Eu tomo um banho e vou até a casa de Raul conversar com ele, preciso avisar que Maya estava comigo e que a gente se casaria.
— Senhor Vicente, pode entrar – a secretária de Raul fala.
— Obrigado – eu respondo.
— Vicente – ele fala – não achei que aparecia tão cedo por aqui. Como está Maya?
— Está bem, bem melhor do que você imagina. – Ele me encara
— E como anda as coisas para o preparativo do casamento? – ele pergunta – ela vai se casar ou não?
— Aqui estão os papeis que ela vai assinar – eu falo – ela acredita que vamos enganar você.
— Você conseguiu convencer ela?
— Jonas está atrás dela e ela quer ser muito mais do que apenas a filha de um homem rico.
— E depois do casamento como você vai parar ela? – ele pergunta
— Eu prometi entregar o dinheiro que você entregaria para mim, após o casamento – eu o encarfo – mas você pode impor algumas coisas depois.
— Como um Herdeiro? – ele pergunta
— Acho que é cedo – eu respondo – Maya, ficaria revoltada e provavelmente desistiria do casamento.
— Eu já sei como superar as dificuldades – ele fala – mas após o casamento, após ela dizer Sim na frente de todos, eu dou o meu bote.
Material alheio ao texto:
//! Actuator decision logic.
//!
//! - [`lighting`]: stateless schedule decision per tick.
//! - [`thermal`]: hysteresis controller for the cooling pair.
//!
//! Both return an [`ActuatorState`]; the control loop maps it onto the
//! actuator port.

pub mod lighting;
pub mod thermal;

use core::fmt;

use embedded_hal::digital::PinState;

/// Commanded output state.
#[derive(Debug, Clone, Copy, PartialEq, Eq, Default)]
pub enum ActuatorState {
    #[default]
    Off,
    On,
    /// Invert whatever level the output is physically at.
    Toggle,
}

impl ActuatorState {
    /// Explicit pin level for `On`/`Off`; `None` for `Toggle`.
    pub fn level(self) -> Option<PinState> {
        match self {
            Self::Off => Some(PinState::Low),
            Self::On => Some(PinState::High),
            Self::Toggle => None,
        }
    }

    /// State equivalent to a physical pin level.
    pub fn from_level(level: PinState) -> Self {
        match level {
            PinState::High => Self::On,
            PinState::Low => Self::Off,
        }
    }

    /// Log-column label.
    pub fn label(self) -> &'static str {
        match self {
            Self::Off => "off",
            Self::On => "on",
            Self::Toggle => "toggle",
        }
    }
}

impl fmt::Display for ActuatorState {
    fn fmt(&self, f: &mut fmt::Formatter<'_>) -> fmt::Result {
        f.write_str(self.label())
    }
}
//! Unified error types for the enclosure controller.
//!
//! Every variant is `Copy` so errors can be carried inside
//! [`AppEvent`](crate::app::events::AppEvent)s and compared in tests
//! without allocation.  Only startup can fail outright; once the control
//! loop is running every error is converted to a status line at the call
//! site that produced it.

use core::fmt;

use crate::app::ports::StorageError;
use crate::records::{RecordError, RecordKind};
use crate::schedule::TimeOfDay;

// ---------------------------------------------------------------------------
// Startup error
// ---------------------------------------------------------------------------

/// Fatal startup failures.  The control loop never starts after one of these.
#[derive(Debug, Clone, Copy, PartialEq, Eq)]
pub enum Error {
    /// The storage medium never accepted the readiness marker.
    Storage(StorageError),
    /// The configuration record could not be created on first use.
    Bootstrap {
        kind: RecordKind,
        source: RecordError,
    },
}

impl fmt::Display for Error {
    fn fmt(&self, f: &mut fmt::Formatter<'_>) -> fmt::Result {
        match self {
            Self::Storage(e) => write!(f, "storage unavailable: {e}"),
            Self::Bootstrap { kind, source } => {
                write!(f, "bootstrap of {} failed: {source}", kind.file().path)
            }
        }
    }
}

impl std::error::Error for Error {}

impl From<StorageError> for Error {
    fn from(e: StorageError) -> Self {
        Self::Storage(e)
    }
}

// ---------------------------------------------------------------------------
// Sensor errors
// ---------------------------------------------------------------------------

#[derive(Debug, Clone, Copy, PartialEq, Eq)]
pub enum SensorError {
    /// I2C / ADC transaction failed or timed out.
    BusError,
    /// Sensor is still warming up or calibrating.
    NotReady,
    /// Reading is outside the physically plausible range.
    OutOfRange,
    /// No driver is attached for this sensor.
    NotFitted,
}

impl fmt::Display for SensorError {
    fn fmt(&self, f: &mut fmt::Formatter<'_>) -> fmt::Result {
        match self {
            Self::BusError => write!(f, "bus transaction failed"),
            Self::NotReady => write!(f, "sensor not ready"),
            Self::OutOfRange => write!(f, "reading out of range"),
            Self::NotFitted => write!(f, "sensor not fitted"),
        }
    }
}

// ---------------------------------------------------------------------------
// Configuration errors
// ---------------------------------------------------------------------------

#[derive(Debug, Clone, Copy, PartialEq, Eq)]
pub enum ConfigError {
    /// Lights-on and lights-off are the same time of day.
    DegenerateSchedule(TimeOfDay),
    /// A field failed range validation.
    /// The `&'static str` describes which field and why.
    ValidationFailed(&'static str),
}

impl fmt::Display for ConfigError {
    fn fmt(&self, f: &mut fmt::Formatter<'_>) -> fmt::Result {
        match self {
            Self::DegenerateSchedule(t) => {
                write!(f, "lights on and off are both {t}; schedule undefined")
            }
            Self::ValidationFailed(msg) => write!(f, "validation failed: {msg}"),
        }
    }
}
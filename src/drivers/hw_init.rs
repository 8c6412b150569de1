//! One-shot hardware initialization.
//!
//! Mounts the storage medium and claims the actuator GPIOs.  Called once
//! from `main()` before the control loop starts.  On the host the mount
//! is a plain directory and the outputs are [`SimPin`]s.

use std::path::Path;

#[cfg(target_os = "espidf")]
use log::info;

use super::actuator::ActuatorBank;
#[cfg(not(target_os = "espidf"))]
use super::actuator::SimPin;

// ── Error type ────────────────────────────────────────────────

/// Errors during one-shot peripheral initialization.
#[derive(Debug, Clone, Copy, PartialEq, Eq)]
pub enum HwInitError {
    StorageMountFailed(i32),
    GpioConfigFailed(i32),
}

impl core::fmt::Display for HwInitError {
    fn fmt(&self, f: &mut core::fmt::Formatter<'_>) -> core::fmt::Result {
        match self {
            Self::StorageMountFailed(rc) => write!(f, "storage mount failed (rc={})", rc),
            Self::GpioConfigFailed(rc) => write!(f, "GPIO config failed (rc={})", rc),
        }
    }
}

impl std::error::Error for HwInitError {}

// ── Storage ───────────────────────────────────────────────────

/// Mount the FAT data partition at `root`.
#[cfg(target_os = "espidf")]
pub fn mount_storage(root: &Path) -> Result<(), HwInitError> {
    use std::ffi::CString;

    use esp_idf_svc::sys::*;

    use crate::pins;

    let base = root
        .to_str()
        .and_then(|s| CString::new(s).ok())
        .ok_or(HwInitError::StorageMountFailed(ESP_ERR_INVALID_ARG as i32))?;
    let label = CString::new(pins::STORAGE_PARTITION)
        .map_err(|_| HwInitError::StorageMountFailed(ESP_ERR_INVALID_ARG as i32))?;
    let mount_cfg = esp_vfs_fat_mount_config_t {
        format_if_mount_failed: true,
        max_files: pins::STORAGE_MAX_FILES,
        allocation_unit_size: 0,
        ..Default::default()
    };
    let mut wl_handle: wl_handle_t = -1;

    // SAFETY: called once from main() before the loop; the strings and
    // config outlive the call and the VFS copies what it keeps.
    let ret = unsafe {
        esp_vfs_fat_spiflash_mount_rw_wl(base.as_ptr(), label.as_ptr(), &mount_cfg, &mut wl_handle)
    };
    if ret != ESP_OK as i32 {
        return Err(HwInitError::StorageMountFailed(ret));
    }
    info!("hw_init: FAT partition '{}' mounted at {}", pins::STORAGE_PARTITION, root.display());
    Ok(())
}

/// Create the storage directory if needed.
#[cfg(not(target_os = "espidf"))]
pub fn mount_storage(root: &Path) -> Result<(), HwInitError> {
    std::fs::create_dir_all(root)
        .map_err(|e| HwInitError::StorageMountFailed(e.raw_os_error().unwrap_or(-1)))?;
    log::info!("hw_init(sim): storage directory {}", root.display());
    Ok(())
}

// ── Actuator outputs ──────────────────────────────────────────

#[cfg(target_os = "espidf")]
pub type OutputDriver = esp_idf_svc::hal::gpio::PinDriver<
    'static,
    esp_idf_svc::hal::gpio::AnyOutputPin,
    esp_idf_svc::hal::gpio::Output,
>;

#[cfg(not(target_os = "espidf"))]
pub type OutputDriver = SimPin;

/// Claim the four actuator GPIOs as push-pull outputs, all driven low.
#[cfg(target_os = "espidf")]
pub fn init_actuators() -> Result<ActuatorBank<OutputDriver>, HwInitError> {
    use esp_idf_svc::hal::gpio::{AnyOutputPin, PinDriver};

    use crate::pins;

    let output = |gpio: i32| -> Result<OutputDriver, HwInitError> {
        // SAFETY: each actuator GPIO is claimed exactly once, here, and
        // no other driver references these pin numbers.
        let pin = unsafe { AnyOutputPin::new(gpio) };
        PinDriver::output(pin).map_err(|e| HwInitError::GpioConfigFailed(e.code()))
    };

    let bank = ActuatorBank::new(
        output(pins::LIGHTS_GPIO)?,
        output(pins::FAN_GPIO)?,
        output(pins::COOLING_LEFT_GPIO)?,
        output(pins::COOLING_RIGHT_GPIO)?,
    );
    info!("hw_init: actuator outputs configured");
    Ok(bank)
}

#[cfg(not(target_os = "espidf"))]
pub fn init_actuators() -> Result<ActuatorBank<OutputDriver>, HwInitError> {
    log::info!("hw_init(sim): actuator outputs simulated");
    Ok(ActuatorBank::new(
        SimPin::default(),
        SimPin::default(),
        SimPin::default(),
        SimPin::default(),
    ))
}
— E qual seria? – eu pergunto para ele.
— Você vai ver – ele responde – você fez um excelente trabalho, conte comigo nas suas empresas.
— Eu tenho que levar os papeis para ela assinar – eu falo me levantando – vamos conversando.
— Ok. – ele fala
— Antes que eu me esqueça – eu falo para ele – Maya vai dar uma festa de natal no dia 24 de dezembro.
— Uma festa de natal? – ele pergunta me encarando – uma festa de natal? – ele repete.
— Isso, seu convite deve chegar , tenho certeza que para ela será importante que você vá. Já que não sei se mais alguém vai ir.
— Vou ver se tenho algum compromisso na agenda, se não tiver. Eu irei.
— Ficaremos aguardando – ele somente assente.
Eu saio da casa de Raul e entro no carro, espero que Maya entenda os meus motivos de falar com o pai dela dessa forma, eu precisava salvar a minha empresa, não queria a enganar e nem trair sua confiança, mas era necessário fazer isso.
Eu estaciono o carro na frente da casa dos meus pais e respiro fundo na hora de descer.
— Mamãe? Papai ? – eu pergunto entrando
— Vicente – Minha mãe fala – é com você mesmo que a gente queria falar. Que historia essa de uma festa de natal e ainda ter retornado com Maya, depois dela ter te abandonado no altar?
— Precisamos salvar a empresa da família, é isso ou nada
— Não está certo – ela fala me encarando – não mesmo.
— Vocês me colocaram pressão, para que eu salvasse a empresa da família, agora deixe que as coisas saiam como eu planejei – ela me encara – espero vocês no dia 24.
— Não iremos – ela fala e eu a encaro.
Eu sei que provavelmente ela não iria vir, mas eu tinha que dar um jeito dessa casa encher nessa festa, para que Maya sentisse que nosso contrato daria certo.
— Bom dia, senhorita Maya – eu falo entrando e faço ela levar um susto, a mesma estava tocando piano. – Não sabia que tocava piano.
— Estou enferrujada – ela fala me encarando
— Eu trouxe o contrato.
— Mas já? – ela pergunta
— Eu trouxe para ver se você está de acordo, se não precisar mudar algo, assinamos ele.
— É claro – ela fala me encarando – E meu pai?
— Ainda não conversei com ele, acho que podemos anunciar o nosso noivado na festa de aniversário da empresa.
— De surpresa? – ela pergunta
— Tem coisa melhor do que surpreender o inimigo? – eu falo rindo e ela me encara.
— Meu pai vai ficar surpreso, realmente ele vai – ela fala – posso ler?
— Fique à vontade. – Eu falo entregando o contrato para ela.
Ela abre um sorriso delicado e pega os papeis nas mãos, ela anda de um lado para o outro lendo aquele contrato linha por linha, sem esboçar nenhuma reação ou algo que eu conseguisse desvendar os seus pensamentos.